Conceptually, the actions I am doing (renaming and then executing a command line program) do not necessarily need to be tasks themselves. Such actions are really a part of the jar task for sub-projects that need this kind of post processing done. So I think I really want these things to be simple actions that are done as part of the jar task. These are tasks only because it was easier to write them that way.

Is my logic sound? Should these really not be tasks and just actions as part of the doLast closure of the jar task?
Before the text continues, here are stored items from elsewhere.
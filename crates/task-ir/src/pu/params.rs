// Copyright (c) 2025 Dimitris Kafetzis
//
// Licensed under the MIT License.
// See LICENSE file in the project root for full license information.
//
// SPDX-License-Identifier: MIT

//! Per-kind PU parameter payloads and their fixed 64-byte wire encoding.
//!
//! The core only interprets the payloads it has to read or write while
//! propagating sizes: DMA geometry, the resampler rationals, crop margins,
//! and the input-size prefix of the remaining blocks. Everything else is
//! carried verbatim in [`RawParams`] — the numeric semantics of a filter's
//! coefficient block belong to the firmware, not to this crate.
//!
//! Every payload encodes into exactly [`PU_PARAM_BYTES`] little-endian
//! bytes; reserved regions encode as zero.

use crate::descriptor::{get_u16, get_u32, put_u16, put_u32, NONE_U16, PU_PARAM_BYTES};
use crate::error::CodecError;
use crate::pu::kind::PuKind;

/// What a DMA moves: a raster image or an ROI-indexed point list.
#[derive(Debug, Clone, Copy, Default, PartialEq, Eq, serde::Serialize, serde::Deserialize)]
#[serde(rename_all = "snake_case")]
pub enum DmaDataKind {
    #[default]
    Image,
    PointList,
}

impl DmaDataKind {
    fn from_wire_tag(tag: u8) -> Option<Self> {
        match tag {
            0 => Some(DmaDataKind::Image),
            1 => Some(DmaDataKind::PointList),
            _ => None,
        }
    }
}

/// DMA payload: frozen image geometry plus the backing-store description
/// the codec needs to rebuild memmaps and external slots on import.
#[derive(Debug, Clone, Copy, Default, PartialEq, Eq, serde::Serialize, serde::Deserialize)]
pub struct DmaParams {
    pub width: u16,
    pub height: u16,
    pub pixel_bytes: u16,
    pub line_ofs: u32,
    /// Set when the backing memmap is an I/O-boundary external slot.
    pub io: bool,
    pub data_kind: DmaDataKind,
    /// Number of ROI slots for a point-list DMA (0 for plain images).
    pub roi_count: u8,
    /// External-memory slot index, when externally backed.
    pub ext_slot: Option<u16>,
    /// Backing PU (wire index) for preload-backed DMAs.
    pub preload_pu: Option<u16>,
}

impl DmaParams {
    fn write(&self, buf: &mut [u8]) {
        put_u16(buf, 0, self.width);
        put_u16(buf, 2, self.height);
        put_u16(buf, 4, self.pixel_bytes);
        put_u16(buf, 6, self.ext_slot.unwrap_or(NONE_U16));
        put_u32(buf, 8, self.line_ofs);
        buf[12] = u8::from(self.io);
        buf[13] = self.data_kind as u8;
        buf[14] = self.roi_count;
        put_u16(buf, 16, self.preload_pu.unwrap_or(NONE_U16));
    }

    fn read(buf: &[u8]) -> Result<Self, CodecError> {
        let io = match buf[12] {
            0 => false,
            1 => true,
            tag => return Err(CodecError::UnknownTag { entity: "dma io flag", tag }),
        };
        let data_kind = DmaDataKind::from_wire_tag(buf[13]).ok_or(CodecError::UnknownTag {
            entity: "dma data kind",
            tag: buf[13],
        })?;
        let ext_slot = match get_u16(buf, 6) {
            NONE_U16 => None,
            slot => Some(slot),
        };
        let preload_pu = match get_u16(buf, 16) {
            NONE_U16 => None,
            pu => Some(pu),
        };
        Ok(Self {
            width: get_u16(buf, 0),
            height: get_u16(buf, 2),
            pixel_bytes: get_u16(buf, 4),
            line_ofs: get_u32(buf, 8),
            io,
            data_kind,
            roi_count: buf[14],
            ext_slot,
            preload_pu,
        })
    }
}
(Janito Vaqueiro Ferreira Filho) #2

I faced a similar issue recently, where I had to post-process .class files before using them in run-time. There are some differences, but you might find something interesting in the discussion. I also recommend reading @st_oehme’s reply.
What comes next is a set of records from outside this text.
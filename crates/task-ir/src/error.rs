// Copyright (c) 2025 Dimitris Kafetzis
//
// Licensed under the MIT License.
// See LICENSE file in the project root for full license information.
//
// SPDX-License-Identifier: MIT

//! Error types for task construction, the size-spread pass, and the
//! descriptor codec.
//!
//! Three families, matching the failure domains:
//! - [`GraphError`] — structural: raised while building or resolving a task.
//!   Always names the offending entity (vertex/subchain/pu index) so the
//!   diagnostic pinpoints where the graph is wrong.
//! - [`CodecError`] — raised while decoding a flat descriptor. Signals
//!   corruption or version skew; never worked around.
//! - [`BlueprintError`] — raised while loading or building a JSON pipeline
//!   blueprint; wraps I/O, parse, and the graph errors the build step hits.

use crate::image::ImageDesc;
use crate::memmap::{ExtMemId, MemmapId};
use crate::pu::{PortLink, PuId, PuKind};
use crate::subchain::{SubchainId, SubchainKind};
use crate::vertex::{VertexId, VertexKind};
use size_graph::{SizeError, SizeNodeId};

/// Structural errors raised while building, wiring, or resolving a task.
#[derive(Debug, thiserror::Error)]
pub enum GraphError {
    /// A task arena reached its index-type capacity.
    #[error("task arena '{arena}' is full")]
    ArenaFull { arena: &'static str },

    /// A vertex index does not exist in the task.
    #[error("unknown {vertex}")]
    UnknownVertex { vertex: VertexId },

    /// A subchain index does not exist in the task.
    #[error("unknown {subchain}")]
    UnknownSubchain { subchain: SubchainId },

    /// A PU index does not exist in the task.
    #[error("unknown {pu}")]
    UnknownPu { pu: PuId },

    /// A memmap index does not exist in the task.
    #[error("unknown {memmap}")]
    UnknownMemmap { memmap: MemmapId },

    /// An external-memory index does not exist in the task.
    #[error("unknown {ext}")]
    UnknownExternalMem { ext: ExtMemId },

    /// A size-graph node referenced by a PU does not exist.
    #[error("unknown {node}")]
    UnknownSizeNode { node: SizeNodeId },

    /// An edge may not connect a vertex to itself.
    #[error("{vertex} may not have an edge to itself")]
    SelfEdge { vertex: VertexId },

    /// The edge already exists.
    #[error("edge {from} -> {to} already exists")]
    DuplicateEdge { from: VertexId, to: VertexId },

    /// A vertex exceeded its out-edge capacity.
    #[error("{vertex} already has {limit} out-edges")]
    TooManyEdges { vertex: VertexId, limit: usize },

    /// An operation requires the other subchain flavour.
    #[error("{subchain} is not a {expected} subchain")]
    WrongSubchainKind {
        subchain: SubchainId,
        expected: SubchainKind,
    },

    /// A CPU subchain exceeded its micro-op capacity.
    #[error("{subchain} already holds {limit} cpu ops")]
    TooManyCpuOps { subchain: SubchainId, limit: usize },

    /// The requested hardware instance number exceeds the per-kind budget.
    #[error("{kind} instance {instance} out of range (budget {budget})")]
    InstanceOutOfRange {
        kind: PuKind,
        instance: u8,
        budget: u8,
    },

    /// The (kind, instance) pair is already occupied in this subchain.
    #[error("{subchain} already contains {kind}.{instance}")]
    DuplicateInstance {
        subchain: SubchainId,
        kind: PuKind,
        instance: u8,
    },

    /// The parameter payload variant does not belong to the PU kind.
    #[error("{kind} cannot carry '{params}' parameters")]
    ParamsKindMismatch { kind: PuKind, params: &'static str },

    /// A port number exceeds the kind's declared port count.
    #[error("{pu}: port {port} out of range (kind allows {limit})")]
    PortOutOfRange { pu: PuId, port: u8, limit: u8 },

    /// The input port already has a producer; the failed attempt left the
    /// port untouched.
    #[error("{pu}: input port {port} already connected to {bound_to}")]
    PortAlreadyConnected {
        pu: PuId,
        port: u8,
        bound_to: PortLink,
    },

    /// A declared input port was never connected.
    #[error("{pu} ({kind}.{instance}): input port {port} is not connected")]
    UnconnectedPort {
        pu: PuId,
        kind: PuKind,
        instance: u8,
        port: u8,
    },

    /// A DMA-kind PU has no memmap attached.
    #[error("{pu} ({kind}): DMA without a memmap")]
    MissingMemmap { pu: PuId, kind: PuKind },

    /// Only DMA-kind PUs may carry a memmap.
    #[error("{pu} ({kind}): memmaps are only valid on DMA kinds")]
    MemmapOnNonDma { pu: PuId, kind: PuKind },

    /// A memmap's image descriptor still has zero fields where the spread
    /// pass needs concrete values.
    #[error("{pu}: {memmap} image descriptor incomplete ({image})")]
    IncompleteImage {
        pu: PuId,
        memmap: MemmapId,
        image: ImageDesc,
    },

    /// The PU kind demands a size-graph node but none was attached.
    #[error("{pu} ({kind}.{instance}): no size node attached")]
    MissingSizeNode {
        pu: PuId,
        kind: PuKind,
        instance: u8,
    },

    /// The attached size node has the wrong transform kind for this PU.
    #[error("{pu}: {node} is a {found} node, expected {expected}")]
    WrongSizeNode {
        pu: PuId,
        node: SizeNodeId,
        expected: &'static str,
        found: &'static str,
    },

    /// Dimension resolution failed underneath a PU.
    #[error("{pu}: size resolution failed: {source}")]
    SizeResolve {
        pu: PuId,
        #[source]
        source: SizeError,
    },

    /// A resolved dimension does not fit the 16-bit hardware register.
    #[error("{pu}: resolved dimension {value} exceeds the 16-bit register range")]
    GeometryTooLarge { pu: PuId, value: u32 },

    /// A task must contain exactly one start vertex.
    #[error("task must contain exactly one start vertex, found {found}")]
    StartVertexCount { found: usize },

    /// A task must contain at least one end vertex.
    #[error("task contains no end vertex")]
    MissingEndVertex,

    /// A vertex violated one of its kind-specific local constraints.
    #[error("{vertex} ({kind}): {detail}")]
    VertexConstraint {
        vertex: VertexId,
        kind: VertexKind,
        detail: String,
    },

    /// The operation requires a different vertex kind.
    #[error("{vertex} is a {found} vertex, expected {expected}")]
    WrongVertexKind {
        vertex: VertexId,
        expected: VertexKind,
        found: VertexKind,
    },

    /// A tensor-process vertex reached serialization without a process base.
    #[error("{vertex}: tensor-process vertex has no process base")]
    MissingProcessBase { vertex: VertexId },

    /// The (vertex, subchain, pu) triple is not a real containment chain.
    #[error("updatable triple ({vertex}, {subchain}, {pu}) is not a containment chain")]
    UpdatableMismatch {
        vertex: VertexId,
        subchain: SubchainId,
        pu: PuId,
    },

    /// A blueprint stage cannot be built into the pipeline.
    #[error("blueprint stage {stage}: {detail}")]
    Blueprint { stage: usize, detail: String },
}

/// Errors raised while decoding a flat task descriptor.
#[derive(Debug, thiserror::Error)]
pub enum CodecError {
    /// The buffer is smaller than the region being read.
    #[error("descriptor truncated: need {needed} bytes, got {got}")]
    Truncated { needed: usize, got: usize },

    /// The stored `total_size` disagrees with the size recomputed from the
    /// header's own section counts. Version skew or corruption; fatal.
    #[error("total_size mismatch: header says {stored}, counts give {computed}")]
    TotalSizeMismatch { stored: u32, computed: u32 },

    /// The buffer length does not match `total_size` plus the trailer.
    #[error("descriptor length mismatch: expected {expected} bytes, got {got}")]
    LengthMismatch { expected: usize, got: usize },

    /// The 4-byte trailer magic is wrong.
    #[error("bad descriptor trailer magic {found:02x?}")]
    BadTrailer { found: [u8; 4] },

    /// A section offset is not the canonical running sum (or a zero-element
    /// section stored a non-zero offset).
    #[error("{section} section offset {stored} does not match layout (expected {expected})")]
    SectionOffset {
        section: &'static str,
        stored: u32,
        expected: u32,
    },

    /// An enum tag byte has no known mapping.
    #[error("unknown {entity} tag {tag:#04x}")]
    UnknownTag { entity: &'static str, tag: u8 },

    /// A cross-reference index points outside its section.
    #[error("{entity} index {index} out of range (section holds {limit})")]
    IndexOutOfRange {
        entity: &'static str,
        index: usize,
        limit: usize,
    },

    /// An element is internally inconsistent with the rest of the descriptor.
    #[error("{entity} {index} invalid: {detail}")]
    Invalid {
        entity: &'static str,
        index: usize,
        detail: String,
    },

    /// Reading a descriptor file failed.
    #[error("descriptor i/o error: {0}")]
    Io(#[from] std::io::Error),
}

/// Errors raised while loading or building a JSON task blueprint.
#[derive(Debug, thiserror::Error)]
pub enum BlueprintError {
    /// Reading the blueprint file failed.
    #[error("blueprint i/o error: {0}")]
    Io(#[from] std::io::Error),

    /// The blueprint is not valid JSON for the schema.
    #[error("blueprint parse error: {0}")]
    Json(#[from] serde_json::Error),

    /// The schema version is not one this build understands.
    #[error("unsupported blueprint version {version} (this build reads version {supported})")]
    Version { version: u32, supported: u32 },

    /// A blueprint-level field violates the schema rules.
    #[error("invalid blueprint: {detail}")]
    Schema { detail: String },

    /// Building or resolving the task graph failed.
    #[error(transparent)]
    Graph(#[from] GraphError),

    /// A size-graph edit failed while laying out the pipeline.
    #[error(transparent)]
    Size(#[from] SizeError),
}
IMHO, having the actions as tasks (or at least as a single separate task) helps with the organization of the plugin. I’d rather have separate tasks added to the build than changing the default tasks. Also, I would avoid renaming the Jar and copying a new over it and/or changing it in place (which as enlightened by @st_oehme in comments for my initial commits, makes you lose the tasks’ up-to-date checks). I would actually create a new Jar (myJarNameEjb.jar or something like that) and use it as input for the Ear task.

(Stefan Oehme) #3

I would go with an action, like I explained in the post that @jvff linked. In general an action is the way to go when you somehow need to refine the output of an existing task.

Creating a new jar task would mean you have to reconfigure many aspects of the build to use this jar instead of the standard jar. It might be conceptually cleaner, but a lot more effort than using an action.

(Joshua Street) #4

Thanks for the quick replies.

I read the linked forum discussion, but the only thing I took away from it was that you advised adding something to doLast. Is that correct?

I found another forum post regarding custom tasks and it suggested an option I could use myself. Namely, it suggested to delegate to project.exec(). My thoughts are I would find the Jar tasks on the project once the graph was ready, and if a property was set on my project, run a method that delegates to project.exec in the doLast part of each of the Jar tasks. My problem is I am unsure how to provide an Action to this exec method. Any suggestions?

(Joshua Street) #5

Finally had an ‘Aha!’ moment writing this plugin.

Part of the trouble I faced was understanding how the plugin works when written in Java. I finally realized I needed to pass in Action<Task> objects to the jar.doLast() and jar.doFirst() methods. The trick, however, is that it must be done after evaluation, so that it can be done conditionally, based on a extension property my plugin provides.

This exercise has really brought to light the amount of extra code that is necessary to produce a plugin in Java. For the sake learning, I might rewrite this in Groovy and compare them.

Thanks again.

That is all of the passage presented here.